What to work on =>
Look below for the lines from the one with "quick integration pass." to the one with "let basis = orientation.lattice_basis();", and copy exactly those lines, both ends included.

○ ○ ○

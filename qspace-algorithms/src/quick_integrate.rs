//! Lattice-aligned quick integration.
//!
//! Events are binned on a grid whose axes follow the reciprocal lattice
//! vectors, with `steps_per_miller_index` cells between neighbouring
//! lattice points so every lattice point sits on a cell centre. The cell
//! at a lattice point is the raw signal and its 26 neighbours one sub-step
//! away estimate the background.

use qspace_core::{
    get_i_and_sig_i, Histogram3D, IntensityEstimate, MillerIndex, OrientationMatrix,
    ProjectionBinner, QEventBatch, Vec3,
};
use rayon::prelude::*;

#[cfg(feature = "serde")]
use serde::{Deserialize, Serialize};

use crate::{Error, Result};

pub const DEFAULT_STEPS_PER_MILLER_INDEX: usize = 5;
/// Largest accepted `max_q` (1/Å, including 2π).
pub const MAX_Q_ALLOWED: f64 = 40.0;
/// Smallest accepted `max_q`.
pub const MIN_Q_ALLOWED: f64 = 0.5;
/// Default I/σ reporting levels.
pub const DEFAULT_LEVELS: [f64; 5] = [0.0, 2.0, 3.0, 5.0, 10.0];

/// Quick integration parameters.
#[derive(Clone, Debug, PartialEq)]
#[cfg_attr(feature = "serde", derive(Serialize, Deserialize))]
#[cfg_attr(feature = "serde", serde(default))]
pub struct QuickIntegrateConfig {
    pub steps_per_miller_index: usize,
    /// Half width of the grid along each lattice direction, clamped to
    /// `[MIN_Q_ALLOWED, MAX_Q_ALLOWED]`.
    pub max_q: f64,
    /// Largest `|h|`, `|k|`, `|l|` visited.
    pub max_index: i32,
    /// I/σ levels counted in the results.
    pub levels: Vec<f64>,
}

impl Default for QuickIntegrateConfig {
    fn default() -> Self {
        Self {
            steps_per_miller_index: DEFAULT_STEPS_PER_MILLER_INDEX,
            max_q: 20.0,
            max_index: 20,
            levels: DEFAULT_LEVELS.to_vec(),
        }
    }
}

impl QuickIntegrateConfig {
    #[must_use]
    pub fn with_steps_per_miller_index(mut self, steps: usize) -> Self {
        self.steps_per_miller_index = steps;
        self
    }

    #[must_use]
    pub fn with_max_q(mut self, max_q: f64) -> Self {
        self.max_q = max_q;
        self
    }

    #[must_use]
    pub fn with_max_index(mut self, max_index: i32) -> Self {
        self.max_index = max_index;
        self
    }

    #[must_use]
    pub fn with_levels(mut self, levels: Vec<f64>) -> Self {
        self.levels = levels;
        self
    }
}

/// One lattice point with signal.
#[derive(Debug, Clone, Copy, PartialEq)]
pub struct QuickPeak {
    pub hkl: MillerIndex,
    /// Q / 2π of the lattice point.
    pub q: Vec3,
    pub intensity: IntensityEstimate,
}

/// Outcome of one quick integration pass.
#[derive(Debug, Clone, Default, PartialEq)]
pub struct QuickIntegrateResults {
    pub peaks: Vec<QuickPeak>,
    pub levels: Vec<f64>,
    /// `level_counts[i]` is the number of peaks with `I/σ >= levels[i]`.
    pub level_counts: Vec<usize>,
}

impl QuickIntegrateResults {
    /// Peaks at or above an I/σ level.
    pub fn above(&self, level: f64) -> impl Iterator<Item = &QuickPeak> {
        self.peaks
            .iter()
            .filter(move |p| p.intensity.i_over_sigma() >= level)
    }
}

/// Accumulates events on a lattice-aligned grid and integrates every
/// lattice point.
#[derive(Debug, Clone)]
pub struct QuickIntegrator {
    orientation: OrientationMatrix,
    config: QuickIntegrateConfig,
    histogram: Histogram3D,
}

impl QuickIntegrator {
    /// Builds the lattice grid for an orientation.
    ///
    /// # Errors
    /// [`Error::InvalidConfig`] for zero steps per index, or a core error
    /// when the lattice vectors cannot span a grid.
    #[allow(
        clippy::cast_possible_truncation,
        clippy::cast_sign_loss,
        clippy::cast_precision_loss
    )]
    pub fn new(orientation: OrientationMatrix, config: QuickIntegrateConfig) -> Result<Self> {
        if config.steps_per_miller_index == 0 {
            return Err(Error::InvalidConfig(
                "steps per Miller index must be positive".to_string(),
            ));
        }
        let max_q = config.max_q.clamp(MIN_Q_ALLOWED, MAX_Q_ALLOWED);
        let steps = config.steps_per_miller_index as f64;
        let basis = orientation.lattice_basis();

        let mut edges = Vec::with_capacity(3);
        for axis in 0..3 {
            let vector = basis.column(axis);
            let one_step = vector.length() / steps;
            let max_index = (max_q / one_step).round().max(0.0);
            let max_dist = (max_index + 0.5) * one_step;
            let num_bins = 2 * (max_index as usize) + 1;
            edges.push(ProjectionBinner::along(vector, -max_dist, max_dist, num_bins)?);
        }
        let histogram = Histogram3D::new(edges[0], edges[1], edges[2])?;
        log::debug!(
            "quick integrate grid {:?} for max |Q| {max_q}",
            histogram.num_bins()
        );
        Ok(Self {
            orientation,
            config,
            histogram,
        })
    }

    #[must_use]
    pub fn orientation(&self) -> &OrientationMatrix {
        &self.orientation
    }

    #[must_use]
    pub fn config(&self) -> &QuickIntegrateConfig {
        &self.config
    }

    #[must_use]
    pub fn histogram(&self) -> &Histogram3D {
        &self.histogram
    }

    /// Adds events unweighted; returns how many landed on the grid.
    pub fn add_events(&mut self, events: &QEventBatch) -> usize {
        self.histogram.add_events(events, false)
    }

    pub fn clear(&mut self) {
        self.histogram.clear();
    }

    /// Integrates every lattice point with a positive centre cell.
    #[must_use]
    #[allow(clippy::cast_precision_loss)]
    pub fn integrate(&self) -> QuickIntegrateResults {
        let basis = self.orientation.lattice_basis();
        let sub_step = 1.0 / self.config.steps_per_miller_index as f64;
        let n = self.config.max_index.max(0);

        let offsets: Vec<Vec3> = neighbour_offsets()
            .map(|d| basis * (d * sub_step))
            .collect();
        let histogram = &self.histogram;

        let peaks: Vec<QuickPeak> = (-n..=n)
            .into_par_iter()
            .flat_map_iter(|h| {
                let offsets = &offsets;
                (-n..=n).flat_map(move |k| {
                    (-n..=n).filter_map(move |l| {
                        let hkl = MillerIndex::new(h, k, l);
                        if hkl.is_origin() {
                            return None;
                        }
                        let center = basis * hkl.to_vec();
                        let raw = histogram.value_at(center);
                        if raw <= 0.0 {
                            return None;
                        }
                        let around: f64 = offsets
                            .iter()
                            .map(|&d| histogram.value_at(center + d))
                            .sum();
                        Some(QuickPeak {
                            hkl,
                            q: self.orientation.q_of(hkl),
                            intensity: get_i_and_sig_i(raw, 1.0, around, 26.0),
                        })
                    })
                })
            })
            .collect();

        let level_counts = self
            .config
            .levels
            .iter()
            .map(|&level| {
                peaks
                    .iter()
                    .filter(|p| p.intensity.i_over_sigma() >= level)
                    .count()
            })
            .collect();
        log::debug!("quick integrate: {} lattice points with signal", peaks.len());

        QuickIntegrateResults {
            peaks,
            levels: self.config.levels.clone(),
            level_counts,
        }
    }
}

/// The 26 unit offsets of a 3x3x3 neighbourhood.
fn neighbour_offsets() -> impl Iterator<Item = Vec3> {
    (-1..=1).flat_map(|i| {
        (-1..=1).flat_map(move |j| {
            (-1..=1)
                .filter(move |&k| (i, j, k) != (0, 0, 0))
                .map(move |k| Vec3::new(f64::from(i), f64::from(j), f64::from(k)))
        })
    })
}

#[cfg(test)]
mod tests {
    use super::*;
    use approx::assert_relative_eq;
    use qspace_core::Mat3;

    fn cubic(a: f64) -> OrientationMatrix {
        OrientationMatrix::new(Mat3::identity().scaled(1.0 / a)).unwrap()
    }

    #[test]
    fn test_offsets() {
        let offsets: Vec<Vec3> = neighbour_offsets().collect();
        assert_eq!(offsets.len(), 26);
        assert!(offsets.iter().all(|d| d.length() > 0.0));
    }

    #[test]
    fn test_grid_geometry() {
        let integrator = QuickIntegrator::new(cubic(5.0), QuickIntegrateConfig::default()).unwrap();
        // one step = 2π/5/5, max_index = round(20 / one_step) = 80
        assert_eq!(integrator.histogram().num_bins(), [161, 161, 161]);
    }

    #[test]
    fn test_point_on_lattice() {
        let orientation = cubic(5.0);
        let config = QuickIntegrateConfig::default().with_max_q(5.0).with_max_index(3);
        let mut integrator = QuickIntegrator::new(orientation, config).unwrap();

        let center = orientation.q_of(MillerIndex::new(1, 2, 0)) * std::f64::consts::TAU;
        let mut events = QEventBatch::default();
        for _ in 0..20 {
            events.push(center);
        }
        let step = std::f64::consts::TAU / 5.0 / 5.0;
        for _ in 0..26 {
            events.push(center + Vec3::new(step, 0.0, 0.0));
        }
        assert_eq!(integrator.add_events(&events), 46);

        let results = integrator.integrate();
        assert_eq!(results.peaks.len(), 1);
        let peak = results.peaks[0];
        assert_eq!(peak.hkl, MillerIndex::new(1, 2, 0));
        assert_relative_eq!(peak.intensity.intensity, 19.0);
        assert_relative_eq!(peak.intensity.sigma, (20.0 + 26.0 / 676.0_f64).sqrt());
        assert_eq!(results.level_counts, vec![1, 1, 1, 0, 0]);
        assert_eq!(results.above(3.0).count(), 1);
    }

    #[test]
    fn test_zero_steps_rejected() {
        let config = QuickIntegrateConfig::default().with_steps_per_miller_index(0);
        assert!(matches!(
            QuickIntegrator::new(cubic(4.0), config),
            Err(Error::InvalidConfig(_))
        ));
    }
}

○ ○ ○

Answer space =>
/// Outcome of one quick integration pass.
#[derive(Debug, Clone, Default, PartialEq)]
pub struct QuickIntegrateResults {
    pub peaks: Vec<QuickPeak>,
    pub levels: Vec<f64>,
    /// `level_counts[i]` is the number of peaks with `I/σ >= levels[i]`.
    pub level_counts: Vec<usize>,
}

impl QuickIntegrateResults {
    /// Peaks at or above an I/σ level.
    pub fn above(&self, level: f64) -> impl Iterator<Item = &QuickPeak> {
        self.peaks
            .iter()
            .filter(move |p| p.intensity.i_over_sigma() >= level)
    }
}

/// Accumulates events on a lattice-aligned grid and integrates every
/// lattice point.
#[derive(Debug, Clone)]
pub struct QuickIntegrator {
    orientation: OrientationMatrix,
    config: QuickIntegrateConfig,
    histogram: Histogram3D,
}

impl QuickIntegrator {
    /// Builds the lattice grid for an orientation.
    ///
    /// # Errors
    /// [`Error::InvalidConfig`] for zero steps per index, or a core error
    /// when the lattice vectors cannot span a grid.
    #[allow(
        clippy::cast_possible_truncation,
        clippy::cast_sign_loss,
        clippy::cast_precision_loss
    )]
    pub fn new(orientation: OrientationMatrix, config: QuickIntegrateConfig) -> Result<Self> {
        if config.steps_per_miller_index == 0 {
            return Err(Error::InvalidConfig(
                "steps per Miller index must be positive".to_string(),
            ));
        }
        let max_q = config.max_q.clamp(MIN_Q_ALLOWED, MAX_Q_ALLOWED);
        let steps = config.steps_per_miller_index as f64;
        let basis = orientation.lattice_basis();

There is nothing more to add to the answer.